A aniquilação mística em Marguerite Porete e Ibn’Arabī - Parte 1








A aniquilação mística em Marguerite Porete e Ibn’Arabī

O período entre a metade do século XII e o começo do século XIV constituiu o florescimento, quase simultâneo, da mística apofática nas tradições islâmica, judaica e cristã.

O tema da aniquilação mística, aparece na obra de Marguerite Porete, que pertence à tradição béguine do século XIII, e no sufismo de Ibn’Arabī, nascido em 1165 no al-Andalus, império islâmico ocidental.

A aniquilação do criatural na alma, atualiza seu verdadeiro eu, oculto no mais profundo recôndito da alma, na profundeza abissal onde Deus reside e a alma retorna ao estado de preexistência em Deus.
A criatura humana é uma imagem incompreensível do Deus incompreensível.

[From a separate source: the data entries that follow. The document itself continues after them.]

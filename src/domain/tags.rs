use serde::{Deserialize, Serialize};

/// Tags as clients send them: either a JSON array or a comma-separated string.
#[derive(Debug, Clone, Serialize, Deserialize)]
#[serde(untagged)]
pub enum TagsInput {
    List(Vec<String>),
    Csv(String),
}

impl TagsInput {
    pub fn normalize(&self) -> Vec<String> {
        match self {
            TagsInput::List(items) => normalize_tags(items.iter().map(String::as_str)),
            TagsInput::Csv(raw) => normalize_tags(raw.split(',')),
        }
    }
}

/// Trims every tag, drops empties and keeps the first occurrence of each duplicate.
pub fn normalize_tags<'a, I>(raw: I) -> Vec<String>
where
    I: IntoIterator<Item = &'a str>,
{
    let mut tags: Vec<String> = Vec::new();
    for tag in raw.into_iter().map(str::trim).filter(|t| !t.is_empty()) {
        if !tags.iter().any(|existing| existing == tag) {
            tags.push(tag.to_string());
        }
    }
    tags
}

/// Parses a `tags=x,y` query value; same rules as story tags.
pub fn parse_tag_query(raw: &str) -> Vec<String> {
    normalize_tags(raw.split(','))
}

#[cfg(test)]
mod tests {
    use super::*;

    #[test]
    fn test_csv_is_trimmed_deduplicated_and_ordered() {
        let tags = TagsInput::Csv("a, b ,,b".to_string()).normalize();
        assert_eq!(tags, vec!["a", "b"]);
    }

    #[test]
    fn test_list_gets_same_treatment_as_csv() {
        let tags = TagsInput::List(vec![
            " travel ".to_string(),
            "".to_string(),
            "food".to_string(),
            "travel".to_string(),
        ])
        .normalize();
        assert_eq!(tags, vec!["travel", "food"]);
    }

    #[test]
    fn test_dedup_is_case_sensitive() {
        let tags = normalize_tags(["Paris", "paris"]);
        assert_eq!(tags, vec!["Paris", "paris"]);
    }

    #[test]
    fn test_blank_input_yields_no_tags() {
        assert!(TagsInput::Csv("  , ,".to_string()).normalize().is_empty());
        assert!(parse_tag_query("").is_empty());
    }

    #[test]
    fn test_input_deserializes_from_string_or_array() {
        let csv: TagsInput = serde_json::from_str("\"x, y\"").unwrap();
        assert_eq!(csv.normalize(), vec!["x", "y"]);

        let list: TagsInput = serde_json::from_str("[\"x\", \"y\", \"x\"]").unwrap();
        assert_eq!(list.normalize(), vec!["x", "y"]);
    }
}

Marguerite Porete e de Ibn'Arabi, ambos falam na dinamica entre o amor e a aniquilaçao na jornada em direcçao á união mistica, que resulta na particular compreensao do "nada" divino e humano.

As ideias do sufismo circulavam quando Porette viveu e possivelmente influenciaram a autora, pois a compreensao de união mistica e a noção de aniquilaçao em Marguerite Porete é muito próxima dos seus contemporaneos sufis.

Ibn'Arabi (1165-1240} precede cronologicamente Marguerite Porete (morta em 1310).
Considera-se tambem a influencia neoplatónica comum ao pensamento dos dois autores.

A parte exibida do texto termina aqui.